(What is needed):
In the records below, find each line containing the word "SimArm" and copy it.

(Input):
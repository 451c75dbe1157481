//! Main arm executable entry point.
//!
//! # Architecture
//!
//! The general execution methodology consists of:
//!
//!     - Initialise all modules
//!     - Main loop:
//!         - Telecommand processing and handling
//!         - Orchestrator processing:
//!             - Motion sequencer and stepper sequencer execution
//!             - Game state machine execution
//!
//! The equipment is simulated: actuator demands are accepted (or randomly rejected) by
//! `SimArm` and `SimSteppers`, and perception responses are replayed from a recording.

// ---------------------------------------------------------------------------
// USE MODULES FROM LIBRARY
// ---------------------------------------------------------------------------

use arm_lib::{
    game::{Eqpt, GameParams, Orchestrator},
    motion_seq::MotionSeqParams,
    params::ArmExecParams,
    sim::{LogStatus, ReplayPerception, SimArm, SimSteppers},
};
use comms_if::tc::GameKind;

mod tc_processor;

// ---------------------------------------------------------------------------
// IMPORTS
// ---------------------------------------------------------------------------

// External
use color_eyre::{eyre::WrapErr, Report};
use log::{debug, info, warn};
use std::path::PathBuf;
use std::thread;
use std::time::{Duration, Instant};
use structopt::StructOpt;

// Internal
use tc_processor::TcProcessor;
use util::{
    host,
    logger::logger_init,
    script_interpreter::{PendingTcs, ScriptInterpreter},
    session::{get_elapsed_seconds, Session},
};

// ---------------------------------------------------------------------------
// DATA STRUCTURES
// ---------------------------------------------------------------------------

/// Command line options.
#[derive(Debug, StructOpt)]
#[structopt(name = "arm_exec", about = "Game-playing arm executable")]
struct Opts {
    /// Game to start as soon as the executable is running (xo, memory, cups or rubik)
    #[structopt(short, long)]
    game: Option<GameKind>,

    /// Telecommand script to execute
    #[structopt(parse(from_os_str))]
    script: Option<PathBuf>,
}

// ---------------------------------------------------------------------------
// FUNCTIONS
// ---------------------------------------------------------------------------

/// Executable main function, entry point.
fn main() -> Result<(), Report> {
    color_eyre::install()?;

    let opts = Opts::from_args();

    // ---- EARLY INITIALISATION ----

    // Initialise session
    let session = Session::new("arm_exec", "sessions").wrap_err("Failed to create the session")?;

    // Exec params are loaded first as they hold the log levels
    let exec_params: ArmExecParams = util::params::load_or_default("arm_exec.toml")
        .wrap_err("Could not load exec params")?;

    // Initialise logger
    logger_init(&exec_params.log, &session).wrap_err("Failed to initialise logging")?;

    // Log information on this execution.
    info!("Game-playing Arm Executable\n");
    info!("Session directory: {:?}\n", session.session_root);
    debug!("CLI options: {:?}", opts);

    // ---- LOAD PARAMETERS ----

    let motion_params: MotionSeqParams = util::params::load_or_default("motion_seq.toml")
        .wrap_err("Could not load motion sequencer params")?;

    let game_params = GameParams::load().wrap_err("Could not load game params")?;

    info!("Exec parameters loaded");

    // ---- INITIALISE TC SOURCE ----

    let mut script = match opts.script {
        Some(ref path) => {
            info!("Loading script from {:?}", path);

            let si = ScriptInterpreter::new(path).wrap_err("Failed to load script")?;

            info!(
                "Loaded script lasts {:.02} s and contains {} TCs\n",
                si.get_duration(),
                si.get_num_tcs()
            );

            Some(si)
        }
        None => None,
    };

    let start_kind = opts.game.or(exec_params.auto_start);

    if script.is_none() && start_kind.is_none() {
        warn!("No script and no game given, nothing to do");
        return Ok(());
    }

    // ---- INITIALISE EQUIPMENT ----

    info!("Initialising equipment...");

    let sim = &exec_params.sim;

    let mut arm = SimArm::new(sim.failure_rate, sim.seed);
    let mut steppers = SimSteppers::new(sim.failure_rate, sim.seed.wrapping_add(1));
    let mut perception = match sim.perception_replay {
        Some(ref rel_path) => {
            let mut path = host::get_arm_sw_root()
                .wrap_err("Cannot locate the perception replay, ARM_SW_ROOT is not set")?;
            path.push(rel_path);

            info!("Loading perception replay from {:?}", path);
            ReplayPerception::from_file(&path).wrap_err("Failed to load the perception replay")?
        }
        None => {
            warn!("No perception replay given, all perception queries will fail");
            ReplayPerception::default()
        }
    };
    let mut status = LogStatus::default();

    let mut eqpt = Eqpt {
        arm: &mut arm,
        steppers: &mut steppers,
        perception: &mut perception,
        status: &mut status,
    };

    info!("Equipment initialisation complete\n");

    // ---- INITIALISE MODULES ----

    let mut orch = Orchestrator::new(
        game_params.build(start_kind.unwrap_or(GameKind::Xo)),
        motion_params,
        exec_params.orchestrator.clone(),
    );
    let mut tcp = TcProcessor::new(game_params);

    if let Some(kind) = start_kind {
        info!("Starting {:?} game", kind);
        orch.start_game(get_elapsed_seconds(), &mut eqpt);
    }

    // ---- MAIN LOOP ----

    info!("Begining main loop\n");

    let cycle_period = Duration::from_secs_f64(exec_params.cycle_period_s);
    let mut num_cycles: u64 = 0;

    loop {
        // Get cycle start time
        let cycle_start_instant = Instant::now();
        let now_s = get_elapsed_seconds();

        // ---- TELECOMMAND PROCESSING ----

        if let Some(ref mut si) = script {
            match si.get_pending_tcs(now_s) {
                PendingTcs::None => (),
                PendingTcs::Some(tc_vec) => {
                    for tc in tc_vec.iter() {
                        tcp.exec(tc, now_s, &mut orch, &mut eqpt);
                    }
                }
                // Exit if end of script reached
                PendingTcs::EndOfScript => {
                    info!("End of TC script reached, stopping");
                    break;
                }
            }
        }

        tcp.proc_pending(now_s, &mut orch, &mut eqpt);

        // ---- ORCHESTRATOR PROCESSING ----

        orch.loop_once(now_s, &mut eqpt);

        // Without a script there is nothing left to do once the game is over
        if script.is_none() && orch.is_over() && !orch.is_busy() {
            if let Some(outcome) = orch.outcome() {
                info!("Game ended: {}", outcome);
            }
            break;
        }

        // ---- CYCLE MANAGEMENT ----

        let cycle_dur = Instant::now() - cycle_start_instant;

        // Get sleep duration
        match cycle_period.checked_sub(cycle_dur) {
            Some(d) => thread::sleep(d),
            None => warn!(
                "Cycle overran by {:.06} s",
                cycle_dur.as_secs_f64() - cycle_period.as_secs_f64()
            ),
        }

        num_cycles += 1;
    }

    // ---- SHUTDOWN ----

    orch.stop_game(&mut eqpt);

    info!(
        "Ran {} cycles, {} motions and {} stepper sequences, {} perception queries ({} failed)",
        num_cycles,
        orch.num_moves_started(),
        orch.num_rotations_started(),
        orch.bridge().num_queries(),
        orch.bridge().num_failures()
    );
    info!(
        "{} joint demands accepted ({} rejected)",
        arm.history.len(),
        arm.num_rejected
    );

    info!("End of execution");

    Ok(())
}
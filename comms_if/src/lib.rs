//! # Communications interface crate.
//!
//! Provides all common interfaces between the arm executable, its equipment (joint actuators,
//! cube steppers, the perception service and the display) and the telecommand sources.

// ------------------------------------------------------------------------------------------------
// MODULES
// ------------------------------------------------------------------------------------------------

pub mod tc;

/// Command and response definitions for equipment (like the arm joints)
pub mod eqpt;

(Task result):
//! `SimArm` and `SimSteppers`, and perception responses are replayed from a recording.
    sim::{LogStatus, ReplayPerception, SimArm, SimSteppers},
    let mut arm = SimArm::new(sim.failure_rate, sim.seed);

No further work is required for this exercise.